▶ Exercise instructions: When you reach the listing, restate it word for word, leaving nothing out.
..........
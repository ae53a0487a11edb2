//! Frame-rate independent exponential smoothing of the live transform.
//!
//! Each tick moves the live value a fraction `1 - e^(-k·dt)` of the way to
//! its target.  Two short ticks compose to exactly one long tick, so the
//! feel does not depend on the frame rate, and the approach is asymptotic:
//! no overshoot, no oscillation.

use glam::{Quat, Vec3};

use crate::integrate::Targets;

// ════════════════════════════════════════════════════════════════════════════
// LiveTransform
// ════════════════════════════════════════════════════════════════════════════

/// The transform written back to the controlled object every tick.
#[derive(Debug, Clone, Copy, PartialEq)]
pub struct LiveTransform {
    pub position:    Vec3,
    pub orientation: Quat,
    pub scale:       Vec3,
}

impl Default for LiveTransform {
    fn default() -> Self {
        LiveTransform { position: Vec3::ZERO, orientation: Quat::IDENTITY, scale: Vec3::ONE }
    }
}

impl LiveTransform {
    pub fn new(position: Vec3, orientation: Quat, scale: Vec3) -> Self {
        LiveTransform { position, orientation, scale }
    }

    /// Model → world for a point on the object.
    pub fn transform_point(&self, local: Vec3) -> Vec3 {
        self.position + self.orientation * (self.scale * local)
    }
}

// ════════════════════════════════════════════════════════════════════════════
// SmoothingFilter
// ════════════════════════════════════════════════════════════════════════════

/// Fraction of the remaining distance covered in `dt` seconds at `rate`.
///
/// Zero for non-positive or non-finite `dt`.
pub fn smoothing_factor(rate: f32, dt: f32) -> f32 {
    if !dt.is_finite() || dt <= 0.0 {
        return 0.0;
    }
    1.0 - (-rate * dt).exp()
}

/// Angle between two orientations in radians, ignoring quaternion sign.
///
/// Uses `atan2` on the relative rotation so angles near zero keep their
/// precision; `acos` of the dot product rounds to zero below about 1e-3.
pub fn angle_between(a: Quat, b: Quat) -> f32 {
    let rel = a.conjugate() * b;
    2.0 * rel.xyz().length().atan2(rel.w.abs())
}

#[derive(Debug, Clone, Copy, PartialEq)]
pub struct SmoothingFilter {
    pub rotation_rate: f32,
    pub zoom_rate:     f32,
}

impl SmoothingFilter {
    pub fn new(rotation_rate: f32, zoom_rate: f32) -> Self {
        SmoothingFilter { rotation_rate, zoom_rate }
    }

    /// Advance `live` toward `targets` by `dt` seconds.
    pub fn apply(&self, live: &mut LiveTransform, targets: &Targets, dt: f32) {
        let tr = smoothing_factor(self.rotation_rate, dt);
        let tz = smoothing_factor(self.zoom_rate, dt);

        if tr > 0.0 {
            live.orientation = live.orientation.slerp(targets.orientation(), tr).normalize();
        }
        if tz > 0.0 {
            live.scale += (targets.scale - live.scale) * tz;
        }
    }
}

// ════════════════════════════════════════════════════════════════════════════
// Tests
// ════════════════════════════════════════════════════════════════════════════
..........
▶ Exercise response:
repository ae53a0487a11edb2
//! Frame-rate independent exponential smoothing of the live transform.
//!
//! Each tick moves the live value a fraction `1 - e^(-k·dt)` of the way to
//! its target.  Two short ticks compose to exactly one long tick, so the
//! feel does not depend on the frame rate, and the approach is asymptotic:
//! no overshoot, no oscillation.

use glam::{Quat, Vec3};

use crate::integrate::Targets;

// ════════════════════════════════════════════════════════════════════════════
// LiveTransform
// ════════════════════════════════════════════════════════════════════════════

/// The transform written back to the controlled object every tick.
#[derive(Debug, Clone, Copy, PartialEq)]
pub struct LiveTransform {
    pub position:    Vec3,
    pub orientation: Quat,
    pub scale:       Vec3,
}

impl Default for LiveTransform {
    fn default() -> Self {
        LiveTransform { position: Vec3::ZERO, orientation: Quat::IDENTITY, scale: Vec3::ONE }
    }
}

impl LiveTransform {
    pub fn new(position: Vec3, orientation: Quat, scale: Vec3) -> Self {
        LiveTransform { position, orientation, scale }
    }

    /// Model → world for a point on the object.
    pub fn transform_point(&self, local: Vec3) -> Vec3 {
        self.position + self.orientation * (self.scale * local)
    }
}

// ════════════════════════════════════════════════════════════════════════════
// SmoothingFilter
// ════════════════════════════════════════════════════════════════════════════

/// Fraction of the remaining distance covered in `dt` seconds at `rate`.
///
/// Zero for non-positive or non-finite `dt`.
pub fn smoothing_factor(rate: f32, dt: f32) -> f32 {
    if !dt.is_finite() || dt <= 0.0 {
        return 0.0;
    }
    1.0 - (-rate * dt).exp()
}

/// Angle between two orientations in radians, ignoring quaternion sign.
///
/// Uses `atan2` on the relative rotation so angles near zero keep their
/// precision; `acos` of the dot product rounds to zero below about 1e-3.
pub fn angle_between(a: Quat, b: Quat) -> f32 {
    let rel = a.conjugate() * b;
    2.0 * rel.xyz().length().atan2(rel.w.abs())
}

#[derive(Debug, Clone, Copy, PartialEq)]
pub struct SmoothingFilter {
    pub rotation_rate: f32,
    pub zoom_rate:     f32,
}

impl SmoothingFilter {
    pub fn new(rotation_rate: f32, zoom_rate: f32) -> Self {
        SmoothingFilter { rotation_rate, zoom_rate }
    }

    /// Advance `live` toward `targets` by `dt` seconds.
    pub fn apply(&self, live: &mut LiveTransform, targets: &Targets, dt: f32) {
        let tr = smoothing_factor(self.rotation_rate, dt);
        let tz = smoothing_factor(self.zoom_rate, dt);

        if tr > 0.0 {
            live.orientation = live.orientation.slerp(targets.orientation(), tr).normalize();
        }
        if tz > 0.0 {
            live.scale += (targets.scale - live.scale) * tz;
        }
    }
}

// ════════════════════════════════════════════════════════════════════════════
// Tests
// ════════════════════════════════════════════════════════════════════════════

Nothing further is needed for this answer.